Human adipose tissue blood flow and micromanipulation of human subcutaneous blood flow.
Goossens GH., Karpe F.
Regulation of blood flow in tissues such as skeletal muscle, liver, and adipose tissue is needed to meet the changing local metabolic and physiological demands under varying conditions. In healthy individuals, adipose tissue blood flow (ATBF) is remarkably responsive to meal ingestion, but changes in ATBF in response to other physiological stimuli, such as stress and physical exercise, have also been noted. The ATBF response to nutrient intake may be of particular importance in the regulation of metabolism by facilitating transport of nutrients as well as signaling between adipose tissue and other metabolically active tissues.
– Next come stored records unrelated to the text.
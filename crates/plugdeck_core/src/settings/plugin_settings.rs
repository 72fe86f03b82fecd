//! Settings object with defaults, overrides and removed keys.

use crate::interface::{Interface, Registry};
use log::{debug, info};
use std::collections::{BTreeMap, BTreeSet};
use std::error::Error;
use std::fmt::{Display, Formatter};
use std::path::{Path, PathBuf};
use toml::{Table, Value};

#[derive(Debug, Clone, PartialEq)]
pub enum SettingsError {
    InvalidNamespace(String),
    Removed {
        namespace: String,
        key: String,
    },
    Missing {
        namespace: String,
        key: String,
    },
    TypeMismatch {
        key: String,
        expected: &'static str,
    },
    NotImportString(String),
    UnresolvedInterface {
        key: String,
        value: String,
    },
    Parse(String),
    Io {
        path: PathBuf,
        message: String,
    },
}

impl Display for SettingsError {
    fn fmt(&self, f: &mut Formatter<'_>) -> std::fmt::Result {
        match self {
            Self::InvalidNamespace(value) => {
                write!(f, "settings namespace `{value}` must be non-empty UPPERCASE")
            }
            Self::Removed { namespace, key } => write!(
                f,
                "invalid access: settings `{namespace}` key `{key}` was removed"
            ),
            Self::Missing { namespace, key } => {
                write!(f, "invalid access: settings `{namespace}` has no key `{key}`")
            }
            Self::TypeMismatch { key, expected } => {
                write!(f, "setting `{key}` must be a {expected}")
            }
            Self::NotImportString(key) => {
                write!(f, "setting `{key}` is not declared as an import string")
            }
            Self::UnresolvedInterface { key, value } => write!(
                f,
                "could not resolve interface `{value}` for setting `{key}`"
            ),
            Self::Parse(message) => write!(f, "failed to parse settings: {message}"),
            Self::Io { path, message } => write!(
                f,
                "failed to read settings file `{}`: {message}",
                path.display()
            ),
        }
    }
}

impl Error for SettingsError {}

/// Settings of one namespace, e.g. `PLUGDECK`.
///
/// User overrides come from the `[NAMESPACE]` table of a TOML document.
#[derive(Debug, Clone, PartialEq)]
pub struct PluginSettings {
    namespace: String,
    defaults: BTreeMap<String, Option<Value>>,
    user_settings: Table,
    import_strings: BTreeSet<String>,
    removed: BTreeSet<String>,
}

impl PluginSettings {
    /// Creates an empty settings object.
    ///
    /// # Errors
    /// - `InvalidNamespace` when `namespace` is empty or not upper-case.
    pub fn new(namespace: &str) -> Result<Self, SettingsError> {
        let namespace = namespace.trim();
        if namespace.is_empty() || namespace != namespace.to_uppercase() {
            return Err(SettingsError::InvalidNamespace(namespace.to_string()));
        }
        Ok(Self {
            namespace: namespace.to_string(),
            ..Self::builtin("")
        })
    }

    /// Constructor for compile-time namespaces owned by this crate.
    pub(crate) fn builtin(namespace: &'static str) -> Self {
        debug_assert_eq!(namespace, namespace.to_uppercase());
        Self {
            namespace: namespace.to_string(),
            defaults: BTreeMap::new(),
            user_settings: Table::new(),
            import_strings: BTreeSet::new(),
            removed: BTreeSet::new(),
        }
    }

    pub fn with_default(mut self, key: impl Into<String>, value: impl Into<Value>) -> Self {
        self.defaults.insert(key.into(), Some(value.into()));
        self
    }

    /// Declares `key` as readable without a default value.
    pub fn with_unset_default(mut self, key: impl Into<String>) -> Self {
        self.defaults.insert(key.into(), None);
        self
    }

    /// Marks `key` as naming a registry interface.
    pub fn with_import_string(mut self, key: impl Into<String>) -> Self {
        self.import_strings.insert(key.into());
        self
    }

    pub fn with_removed(mut self, key: impl Into<String>) -> Self {
        self.removed.insert(key.into());
        self
    }

    pub fn namespace(&self) -> &str {
        &self.namespace
    }

    /// Replaces user overrides with the namespace table of `text`.
    ///
    /// A document without the namespace table clears all overrides.
    pub fn load_toml_str(&mut self, text: &str) -> Result<(), SettingsError> {
        let document: Table =
            toml::from_str(text).map_err(|err| SettingsError::Parse(err.to_string()))?;
        let overrides = match document.get(&self.namespace) {
            Some(Value::Table(table)) => table.clone(),
            Some(_) => {
                return Err(SettingsError::Parse(format!(
                    "`{}` must be a table",
                    self.namespace
                )))
            }
            None => Table::new(),
        };
        self.reload(overrides);
        Ok(())
    }

    pub fn load_toml_file(&mut self, path: impl AsRef<Path>) -> Result<(), SettingsError> {
        let path = path.as_ref();
        let text = std::fs::read_to_string(path).map_err(|err| SettingsError::Io {
            path: path.to_path_buf(),
            message: err.to_string(),
        })?;
        self.load_toml_str(&text)
    }

    /// Replaces user overrides wholesale.
    pub fn reload(&mut self, user_settings: Table) {
        info!(
            "event=settings_reload module=settings status=ok namespace={} keys={}",
            self.namespace,
            user_settings.len()
        );
        self.user_settings = user_settings;
    }

    /// User value if present, otherwise the default. `None` means unset.
    ///
    /// # Errors
    /// - `Removed` for keys declared as removed.
    /// - `Missing` for keys without a declared default.
    pub fn get(&self, key: &str) -> Result<Option<&Value>, SettingsError> {
        if self.removed.contains(key) {
            return Err(SettingsError::Removed {
                namespace: self.namespace.clone(),
                key: key.to_string(),
            });
        }
        let default = self
            .defaults
            .get(key)
            .ok_or_else(|| SettingsError::Missing {
                namespace: self.namespace.clone(),
                key: key.to_string(),
            })?;
        Ok(self.user_settings.get(key).or(default.as_ref()))
    }

    pub fn get_str(&self, key: &str) -> Result<Option<&str>, SettingsError> {
        match self.get(key)? {
            None => Ok(None),
            Some(Value::String(value)) => Ok(Some(value.as_str())),
            Some(_) => Err(SettingsError::TypeMismatch {
                key: key.to_string(),
                expected: "string",
            }),
        }
    }

    pub fn get_i64(&self, key: &str) -> Result<Option<i64>, SettingsError> {
        match self.get(key)? {
            None => Ok(None),
            Some(Value::Integer(value)) => Ok(Some(*value)),
            Some(_) => Err(SettingsError::TypeMismatch {
                key: key.to_string(),
                expected: "integer",
            }),
        }
    }

    pub fn get_bool(&self, key: &str) -> Result<Option<bool>, SettingsError> {
        match self.get(key)? {
            None => Ok(None),
            Some(Value::Boolean(value)) => Ok(Some(*value)),
            Some(_) => Err(SettingsError::TypeMismatch {
                key: key.to_string(),
                expected: "boolean",
            }),
        }
    }

    /// Resolves an import-string setting to the interface it names.
    ///
    /// Looked up again on every call; an unset value yields `None`.
    ///
    /// # Errors
    /// - `NotImportString` when `key` was not declared as an import string.
    /// - `UnresolvedInterface` when no interface of type `I` has that name.
    pub fn resolve_interface<I: ?Sized + Send + Sync + 'static>(
        &self,
        key: &str,
        registry: &Registry,
    ) -> Result<Option<Interface<I>>, SettingsError> {
        if !self.import_strings.contains(key) {
            return Err(SettingsError::NotImportString(key.to_string()));
        }
        let Some(name) = self.get_str(key)? else {
            return Ok(None);
        };
        debug!(
            "event=settings_resolve module=settings status=start namespace={} key={} value={}",
            self.namespace, key, name
        );
        registry
            .interface::<I>(name)
            .map(Some)
            .ok_or_else(|| SettingsError::UnresolvedInterface {
                key: key.to_string(),
                value: name.to_string(),
            })
    }
}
A reduction in both fasting and postprandial ATBF has been observed in obesity; this impairment is associated with insulin resistance. A better understanding of the physiological basis for (nutritional) regulation of ATBF may therefore give insight to the relationship between disturbances in ATBF and the metabolic disturbances observed in response to insulin resistance. In this chapter, we describe some different approaches to quantify human ATBF, with a particular emphasis on the 133xenon wash-out technique and a method by which regulatory properties of subcutaneous ATBF can be studied by pharmacological micromanipulation (microinfusion).